Records to use: Begin
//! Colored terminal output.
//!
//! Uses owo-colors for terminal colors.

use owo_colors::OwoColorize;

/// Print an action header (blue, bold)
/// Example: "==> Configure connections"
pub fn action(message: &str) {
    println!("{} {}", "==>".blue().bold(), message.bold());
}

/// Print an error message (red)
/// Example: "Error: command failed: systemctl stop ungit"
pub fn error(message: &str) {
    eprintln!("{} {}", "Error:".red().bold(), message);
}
Records to use: End
▶ [Task objective]:
Reply by returning the full set of records above exactly.

▶ [Output of the task]:
//! Colored terminal output.
//!
//! Uses owo-colors for terminal colors.

use owo_colors::OwoColorize;

/// Print an action header (blue, bold)
/// Example: "==> Configure connections"
pub fn action(message: &str) {
    println!("{} {}", "==>".blue().bold(), message.bold());
}

/// Print an error message (red)
/// Example: "Error: command failed: systemctl stop ungit"
pub fn error(message: &str) {
    eprintln!("{} {}", "Error:".red().bold(), message);
}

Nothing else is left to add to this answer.